以巨資架構深度學習演算法建立抗凝血劑/抗血小板凝集藥物對腸胃道出血之風險預測系統
Background
Applying machine learning (ML) methods on electronic health records (EHRs) can accurately predict the occurrence of a variety of diseases or complications related to medications, which can contribute to improve healthcare quality. However, EHRs contain multiple modalities of data from heterogeneous sources, and these different information domains need to be fused properly. The deep neural network (NN) approach, which offers the ability to learn simultaneously classification and feature representation, can be used to reach the goal.
Methods
In this study, we utilize a large hospital-based EHR database to conduct a cohort for predicting 1-year gastrointestinal (GI) bleeding hospitalizations in patients using anticoagulants or antiplatelet drugs. A total of 815,499 records (16,757 unique patients) were used to construct architectures that jointly information from three different HER modalities (disease, medication, and biomarker domains). We compared the performance of 4 deep multimodal fusion models and 4 other ML approaches.
Results
NNs can result in high prediction performances than random forest (RF), gradient boosting decision tree (GBDT), and logistic regression (LR) approaches.

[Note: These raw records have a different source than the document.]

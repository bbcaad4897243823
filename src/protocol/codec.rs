//! Shared codec plumbing: the error type and a bounds-checked byte reader.

use bytes::Buf;
use std::io;
use thiserror::Error;

/// Codec errors
#[derive(Error, Debug)]
pub enum ProtocolError {
    /// Input ended in the middle of `field`; more bytes may complete it
    #[error("Incomplete message: input ends inside {field}")]
    Incomplete { field: String },

    #[error("Malformed message: {field}: {reason}")]
    Malformed { field: String, reason: String },

    #[error("Unsupported HTTP method: {0} (only POST is allowed)")]
    UnsupportedMethod(String),

    #[error("HTTP error {status}: {body}")]
    HttpStatus { status: u16, body: String },

    #[error("Message too large: {0} bytes (max: {1})")]
    MessageTooLarge(usize, usize),

    #[error("IO error: {0}")]
    Transport(#[from] io::Error),

    #[error("Connection closed")]
    Closed,
}

impl ProtocolError {
    pub fn malformed(field: impl Into<String>, reason: impl Into<String>) -> Self {
        ProtocolError::Malformed {
            field: field.into(),
            reason: reason.into(),
        }
    }

    /// Truncated or invalid wire input
    pub fn is_malformed(&self) -> bool {
        matches!(
            self,
            ProtocolError::Incomplete { .. } | ProtocolError::Malformed { .. }
        )
    }
}

pub type ProtocolResult<T> = Result<T, ProtocolError>;

/// Big-endian reader over a borrowed buffer.
///
/// Every read checks `remaining()` first and reports a shortfall as
/// [`ProtocolError::Incomplete`] naming the field being read, so callers can
/// tell "wait for more bytes" apart from corrupt input.
pub struct WireReader<'a> {
    buf: &'a [u8],
    len: usize,
}

impl<'a> WireReader<'a> {
    pub fn new(buf: &'a [u8]) -> Self {
        Self {
            buf,
            len: buf.len(),
        }
    }

    /// Bytes consumed so far
    pub fn position(&self) -> usize {
        self.len - self.buf.remaining()
    }

    pub fn remaining(&self) -> usize {
        self.buf.remaining()
    }

    fn need(&self, n: usize, field: &str) -> ProtocolResult<()> {
        if self.buf.remaining() < n {
            return Err(ProtocolError::Incomplete {
                field: field.to_string(),
            });
        }
        Ok(())
    }

    pub fn read_u8(&mut self, field: &str) -> ProtocolResult<u8> {
        self.need(1, field)?;
        Ok(self.buf.get_u8())
    }

    pub fn read_bool(&mut self, field: &str) -> ProtocolResult<bool> {
        Ok(self.read_u8(field)? != 0)
    }

    pub fn read_i32(&mut self, field: &str) -> ProtocolResult<i32> {
        self.need(4, field)?;
        Ok(self.buf.get_i32())
    }

    pub fn read_i64(&mut self, field: &str) -> ProtocolResult<i64> {
        self.need(8, field)?;
        Ok(self.buf.get_i64())
    }

    pub fn read_f64(&mut self, field: &str) -> ProtocolResult<f64> {
        self.need(8, field)?;
        Ok(self.buf.get_f64())
    }

    /// Read an `i32` length that must not be negative
    pub fn read_len(&mut self, field: &str) -> ProtocolResult<usize> {
        let len = self.read_i32(field)?;
        usize::try_from(len)
            .map_err(|_| ProtocolError::malformed(field, format!("negative length {len}")))
    }

    pub fn read_slice(&mut self, n: usize, field: &str) -> ProtocolResult<&'a [u8]> {
        self.need(n, field)?;
        let (head, tail) = self.buf.split_at(n);
        self.buf = tail;
        Ok(head)
    }
}

#[cfg(test)]
mod tests {
    use super::*;

    #[test]
    fn test_reads_big_endian() {
        let bytes = [0x00, 0x00, 0x01, 0x02, 0xFF];
        let mut reader = WireReader::new(&bytes);
        assert_eq!(reader.read_i32("n").unwrap(), 258);
        assert_eq!(reader.read_u8("b").unwrap(), 0xFF);
        assert_eq!(reader.position(), 5);
        assert_eq!(reader.remaining(), 0);
    }

    #[test]
    fn test_shortfall_names_field() {
        let bytes = [0x00, 0x01];
        let mut reader = WireReader::new(&bytes);
        match reader.read_i64("message id") {
            Err(ProtocolError::Incomplete { field }) => assert_eq!(field, "message id"),
            other => panic!("unexpected {other:?}"),
        }
        // a failed read consumes nothing
        assert_eq!(reader.position(), 0);
    }

    #[test]
    fn test_negative_length_is_malformed() {
        let bytes = (-1i32).to_be_bytes();
        let mut reader = WireReader::new(&bytes);
        let err = reader.read_len("string length").unwrap_err();
        assert!(matches!(err, ProtocolError::Malformed { .. }));
        assert!(err.is_malformed());
    }
}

We demonstrate that deep multimodal NNs with early fusion are capable of accurately predicting GI bleeding events (area under the receiver operator curve [AUROC] 0.876) and are significant better than the HAS-BLED score (AUROC 0.668).
Conclusions
In this work, we showed that algorithms based on deep NNs with early fusion can achieve high AUROC for prediction of 1-year GI bleeding hospitalizations and outperform the commonly used HAS-BLED score. Further research is necessary to determine whether the use of these algorithms could lead to an improved healthcare quality.